Many political analysts are also questioning the future of Lithuania’s other two vital energy projects—the construction of the Hitachi-led Visaginas Nuclear Power Plant and the Klaipeda Liquefied Natural Gas Terminal. In an October 11 interview with Lithuanian National Television, Gitanas Nauseda, a financial analyst and an advisor to the SEB Bank president, warned that the investment environment in Lithuania has been deteriorating for foreign companies doing business in the country (http://www.lrt.lt/naujienos/ekonomika/4/27096/ar_sevron_von_buvo_gazprom_salyga_lietuvai_). According to the recent World Bank’s Doing Business 2014 Report, which measures business regulations in different economies, Lithuania has climbed eight places in the general worldwide ranking (in 2013 it was number 25, and in 2014 is ranks 17 out of 189 economies).
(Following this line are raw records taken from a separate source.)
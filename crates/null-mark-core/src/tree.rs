//! Read-only syntax tree inspected by rules.
//!
//! The tree is an arena owned by the host. Rules only ever see borrowed
//! [`Node`] handles and never mutate anything. Nodes are stored in pre-order,
//! so iterating the arena visits parents before their children and siblings
//! in source order.

use serde::{Deserialize, Serialize};
use std::fmt;
use std::path::{Path, PathBuf};

/// Kind tag of a syntax node.
#[derive(Debug, Clone, Copy, PartialEq, Eq, Hash, Serialize, Deserialize)]
#[serde(rename_all = "snake_case")]
pub enum NodeKind {
    /// Root of a source unit.
    CompilationUnit,
    /// Class, interface, enum or record declaration.
    Class,
    /// Body of a class declaration.
    ClassBody,
    /// Method declaration.
    Method,
    /// Constructor declaration.
    Constructor,
    /// Lambda expression.
    Lambda,
    /// Parenthesized parameter list of a method, constructor or lambda.
    ParameterList,
    /// A single formal parameter.
    Parameter,
    /// Modifiers and annotations preceding a declaration.
    ModifierList,
    /// Keyword modifier such as `public` or `final`.
    Modifier,
    /// Annotation such as `@NotNull`.
    Annotation,
    /// Identifier; carries text.
    Identifier,
    /// Declared type of a parameter or method return value.
    Type,
    /// Array dimension (`[]`) attached to a type.
    ArrayDeclarator,
    /// Block comment (`/* ... */`).
    BlockComment,
    /// Line comment (`// ...`).
    LineComment,
    /// Text of a comment without its delimiters; carries text.
    CommentBody,
    /// Statement block.
    Block,
    /// `void`
    Void,
    /// `byte`
    Byte,
    /// `short`
    Short,
    /// `int`
    Int,
    /// `long`
    Long,
    /// `float`
    Float,
    /// `double`
    Double,
    /// `boolean`
    Boolean,
    /// `char`
    Char,
    /// Any node the rules do not inspect.
    Other,
}

impl NodeKind {
    /// Kinds of the keywords that name a type which can never hold `null`.
    pub const PRIMITIVES: [Self; 9] = [
        Self::Void,
        Self::Byte,
        Self::Short,
        Self::Int,
        Self::Long,
        Self::Float,
        Self::Double,
        Self::Boolean,
        Self::Char,
    ];

    /// Returns true for `void` and the primitive scalar type keywords.
    #[must_use]
    pub fn is_primitive(self) -> bool {
        Self::PRIMITIVES.contains(&self)
    }

    /// Returns true for kinds whose nodes carry a text payload.
    #[must_use]
    pub fn carries_text(self) -> bool {
        matches!(self, Self::Identifier | Self::CommentBody)
    }

    /// Returns the `snake_case` name used in serialized trees.
    #[must_use]
    pub fn as_str(self) -> &'static str {
        match self {
            Self::CompilationUnit => "compilation_unit",
            Self::Class => "class",
            Self::ClassBody => "class_body",
            Self::Method => "method",
            Self::Constructor => "constructor",
            Self::Lambda => "lambda",
            Self::ParameterList => "parameter_list",
            Self::Parameter => "parameter",
            Self::ModifierList => "modifier_list",
            Self::Modifier => "modifier",
            Self::Annotation => "annotation",
            Self::Identifier => "identifier",
            Self::Type => "type",
            Self::ArrayDeclarator => "array_declarator",
            Self::BlockComment => "block_comment",
            Self::LineComment => "line_comment",
            Self::CommentBody => "comment_body",
            Self::Block => "block",
            Self::Void => "void",
            Self::Byte => "byte",
            Self::Short => "short",
            Self::Int => "int",
            Self::Long => "long",
            Self::Float => "float",
            Self::Double => "double",
            Self::Boolean => "boolean",
            Self::Char => "char",
            Self::Other => "other",
        }
    }
}

impl fmt::Display for NodeKind {
    fn fmt(&self, f: &mut fmt::Formatter<'_>) -> fmt::Result {
        f.write_str(self.as_str())
    }
}

/// Index of a node within its [`SyntaxTree`].
#[derive(Debug, Clone, Copy, PartialEq, Eq, PartialOrd, Ord, Hash, Serialize, Deserialize)]
#[serde(transparent)]
pub struct NodeId(usize);

/// Source position of a node.
///
/// Both fields are 1-indexed; `0` means the host did not record a position.
#[derive(Debug, Clone, Copy, Default, PartialEq, Eq, PartialOrd, Ord, Hash, Serialize, Deserialize)]
pub struct Position {
    /// Line number.
    pub line: usize,
    /// Column number.
    pub column: usize,
}

impl Position {
    /// Creates a new position.
    #[must_use]
    pub fn new(line: usize, column: usize) -> Self {
        Self { line, column }
    }
}

#[derive(Debug, Clone)]
struct NodeData {
    kind: NodeKind,
    text: Option<String>,
    position: Position,
    parent: Option<NodeId>,
    children: Vec<NodeId>,
    next_sibling: Option<NodeId>,
}

/// Arena holding every node of one source unit.
///
/// Built once by the host through [`TreeBuilder`] or
/// [`SyntaxTree::from_dto`], then shared read-only.
#[derive(Debug, Clone, Default)]
pub struct SyntaxTree {
    path: Option<PathBuf>,
    nodes: Vec<NodeData>,
}

impl SyntaxTree {
    /// Returns the source path recorded by the host, if any.
    #[must_use]
    pub fn path(&self) -> Option<&Path> {
        self.path.as_deref()
    }

    /// Returns the number of nodes.
    #[must_use]
    pub fn len(&self) -> usize {
        self.nodes.len()
    }

    /// Returns true if the tree has no nodes.
    #[must_use]
    pub fn is_empty(&self) -> bool {
        self.nodes.is_empty()
    }

    /// Returns the first top-level node.
    #[must_use]
    pub fn root(&self) -> Option<Node<'_>> {
        (!self.nodes.is_empty()).then(|| self.node(NodeId(0)))
    }

    /// Returns a handle to the node with the given id.
    ///
    /// # Panics
    ///
    /// Panics if `id` does not belong to this tree.
    #[must_use]
    pub fn node(&self, id: NodeId) -> Node<'_> {
        assert!(
            id.0 < self.nodes.len(),
            "node id {} out of bounds for tree of {} nodes",
            id.0,
            self.nodes.len()
        );
        Node { tree: self, id }
    }

    /// Iterates over all nodes in pre-order.
    pub fn iter(&self) -> impl Iterator<Item = Node<'_>> + '_ {
        (0..self.nodes.len()).map(move |i| Node {
            tree: self,
            id: NodeId(i),
        })
    }

    fn data(&self, id: NodeId) -> &NodeData {
        &self.nodes[id.0]
    }
}

/// Borrowed handle to a node of a [`SyntaxTree`].
#[derive(Clone, Copy)]
pub struct Node<'t> {
    tree: &'t SyntaxTree,
    id: NodeId,
}

impl<'t> Node<'t> {
    /// Returns the id of this node.
    #[must_use]
    pub fn id(self) -> NodeId {
        self.id
    }

    /// Returns the tree this node belongs to.
    #[must_use]
    pub fn tree(self) -> &'t SyntaxTree {
        self.tree
    }

    /// Returns the kind tag.
    #[must_use]
    pub fn kind(self) -> NodeKind {
        self.data().kind
    }

    /// Returns the text payload of identifier and comment-body nodes.
    #[must_use]
    pub fn text(self) -> Option<&'t str> {
        self.data().text.as_deref()
    }

    /// Returns the source position.
    #[must_use]
    pub fn position(self) -> Position {
        self.data().position
    }

    /// Returns the parent node.
    #[must_use]
    pub fn parent(self) -> Option<Node<'t>> {
        self.data().parent.map(|id| self.at(id))
    }

    /// Returns the number of direct children.
    #[must_use]
    pub fn child_count(self) -> usize {
        self.data().children.len()
    }

    /// Iterates over direct children in source order.
    pub fn children(self) -> impl Iterator<Item = Node<'t>> + 't {
        let tree = self.tree;
        tree.data(self.id)
            .children
            .iter()
            .map(move |&id| Node { tree, id })
    }

    /// Returns the first child.
    #[must_use]
    pub fn first_child(self) -> Option<Node<'t>> {
        self.data().children.first().map(|&id| self.at(id))
    }

    /// Returns the next sibling under the same parent.
    #[must_use]
    pub fn next_sibling(self) -> Option<Node<'t>> {
        self.data().next_sibling.map(|id| self.at(id))
    }

    /// Returns the first direct child of the given kind.
    #[must_use]
    pub fn find_first_child(self, kind: NodeKind) -> Option<Node<'t>> {
        self.children().find(|child| child.kind() == kind)
    }

    /// Returns the first direct child of the given kind, which the tree
    /// shape guarantees to exist.
    ///
    /// # Panics
    ///
    /// Panics if no such child exists. That means the host handed over a tree
    /// that violates the expected shape, which is not recoverable.
    #[must_use]
    pub fn require_child(self, kind: NodeKind) -> Node<'t> {
        self.find_first_child(kind).unwrap_or_else(|| {
            panic!(
                "malformed syntax tree: {} node at {}:{} has no {} child",
                self.kind(),
                self.position().line,
                self.position().column,
                kind
            )
        })
    }

    /// Returns the text of a text-carrying node.
    ///
    /// # Panics
    ///
    /// Panics if the node carries no text.
    #[must_use]
    pub fn require_text(self) -> &'t str {
        self.text().unwrap_or_else(|| {
            panic!(
                "malformed syntax tree: {} node at {}:{} has no text",
                self.kind(),
                self.position().line,
                self.position().column,
            )
        })
    }

    /// Iterates over this node followed by all of its following siblings.
    pub fn siblings(self) -> impl Iterator<Item = Node<'t>> + 't {
        std::iter::successors(Some(self), |node| node.next_sibling())
    }

    fn at(self, id: NodeId) -> Node<'t> {
        Node {
            tree: self.tree,
            id,
        }
    }

    fn data(self) -> &'t NodeData {
        self.tree.data(self.id)
    }
}

impl PartialEq for Node<'_> {
    fn eq(&self, other: &Self) -> bool {
        std::ptr::eq(self.tree, other.tree) && self.id == other.id
    }
}

impl Eq for Node<'_> {}

impl fmt::Debug for Node<'_> {
    fn fmt(&self, f: &mut fmt::Formatter<'_>) -> fmt::Result {
        let mut s = f.debug_struct("Node");
        s.field("id", &self.id.0).field("kind", &self.kind());
        if let Some(text) = self.text() {
            s.field("text", &text);
        }
        s.finish()
    }
}

/// Incremental builder for [`SyntaxTree`].
///
/// Nested nodes are opened with a closure, which keeps the builder calls
/// shaped like the tree they produce:
///
/// ```
/// use null_mark_core::{NodeKind, TreeBuilder};
///
/// let mut builder = TreeBuilder::new();
/// builder.node(NodeKind::Parameter, |param| {
///     param
///         .node(NodeKind::ModifierList, |mods| {
///             mods.annotation("NotNull");
///         })
///         .node(NodeKind::Type, |ty| {
///             ty.identifier("String");
///         })
///         .identifier("x");
/// });
/// let tree = builder.finish();
/// assert_eq!(tree.len(), 7);
/// ```
#[derive(Debug, Default)]
pub struct TreeBuilder {
    tree: SyntaxTree,
    stack: Vec<NodeId>,
    last_root: Option<NodeId>,
}

impl TreeBuilder {
    /// Creates an empty builder.
    #[must_use]
    pub fn new() -> Self {
        Self::default()
    }

    /// Records the source path of the tree.
    #[must_use]
    pub fn path(mut self, path: impl Into<PathBuf>) -> Self {
        self.tree.path = Some(path.into());
        self
    }

    /// Adds a node and builds its children inside `build`.
    pub fn node(&mut self, kind: NodeKind, build: impl FnOnce(&mut Self)) -> &mut Self {
        self.node_at(kind, Position::default(), build)
    }

    /// Adds a positioned node and builds its children inside `build`.
    pub fn node_at(
        &mut self,
        kind: NodeKind,
        position: Position,
        build: impl FnOnce(&mut Self),
    ) -> &mut Self {
        self.open(kind, None, position);
        build(self);
        self.close();
        self
    }

    /// Adds a childless node.
    pub fn leaf(&mut self, kind: NodeKind) -> &mut Self {
        self.open(kind, None, Position::default());
        self.close();
        self
    }

    /// Adds a childless node carrying text.
    pub fn token(&mut self, kind: NodeKind, text: impl Into<String>) -> &mut Self {
        self.open(kind, Some(text.into()), Position::default());
        self.close();
        self
    }

    /// Adds an identifier.
    pub fn identifier(&mut self, name: impl Into<String>) -> &mut Self {
        self.token(NodeKind::Identifier, name)
    }

    /// Adds an annotation whose identifier is `name`.
    pub fn annotation(&mut self, name: impl Into<String>) -> &mut Self {
        let name = name.into();
        self.node(NodeKind::Annotation, |a| {
            a.identifier(name);
        })
    }

    /// Adds a line comment with the given body.
    pub fn line_comment(&mut self, body: impl Into<String>) -> &mut Self {
        let body = body.into();
        self.node(NodeKind::LineComment, |c| {
            c.token(NodeKind::CommentBody, body);
        })
    }

    /// Adds a block comment with the given body.
    pub fn block_comment(&mut self, body: impl Into<String>) -> &mut Self {
        let body = body.into();
        self.node(NodeKind::BlockComment, |c| {
            c.token(NodeKind::CommentBody, body);
        })
    }

    /// Finishes building and returns the tree.
    #[must_use]
    pub fn finish(self) -> SyntaxTree {
        debug_assert!(self.stack.is_empty(), "unbalanced open/close");
        self.tree
    }

    pub(crate) fn open(&mut self, kind: NodeKind, text: Option<String>, position: Position) {
        let id = NodeId(self.tree.nodes.len());
        let parent = self.stack.last().copied();

        let previous = match parent {
            Some(parent) => self.tree.nodes[parent.0].children.last().copied(),
            None => self.last_root,
        };
        if let Some(previous) = previous {
            self.tree.nodes[previous.0].next_sibling = Some(id);
        }
        match parent {
            Some(parent) => self.tree.nodes[parent.0].children.push(id),
            None => self.last_root = Some(id),
        }

        self.tree.nodes.push(NodeData {
            kind,
            text,
            position,
            parent,
            children: Vec::new(),
            next_sibling: None,
        });
        self.stack.push(id);
    }

    pub(crate) fn close(&mut self) {
        self.stack.pop();
    }

    pub(crate) fn set_path(&mut self, path: PathBuf) {
        self.tree.path = Some(path);
    }
}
But at the same time, Lithuania has slightly declined from number 67 in 2013 to number 68 in 2014 in the “Protecting Investors” category of the Doing Business ranking (World Bank, 2013).
Lithuania holds the rotating Presidency of the Council of the European Union since July 1 until December 31, 2013, at which point Greece will take it over. Lithuania’s main function is to chair meetings of the Council of Ministers, determine its agendas, set a work program and facilitate dialogue both at Council meetings and with other EU institutions and member states. Lithuania has set European energy policy as one of its presidency’s priorities, but it seems that rather than leading in the EU, Lithuania is failing to keep to its own goal of securing its energy supplies. It remains to be seen whether Prime Minister Butkevicius will really reconsider the country’s environmental and energy laws to ensure Lithuania’s path toward true energy security.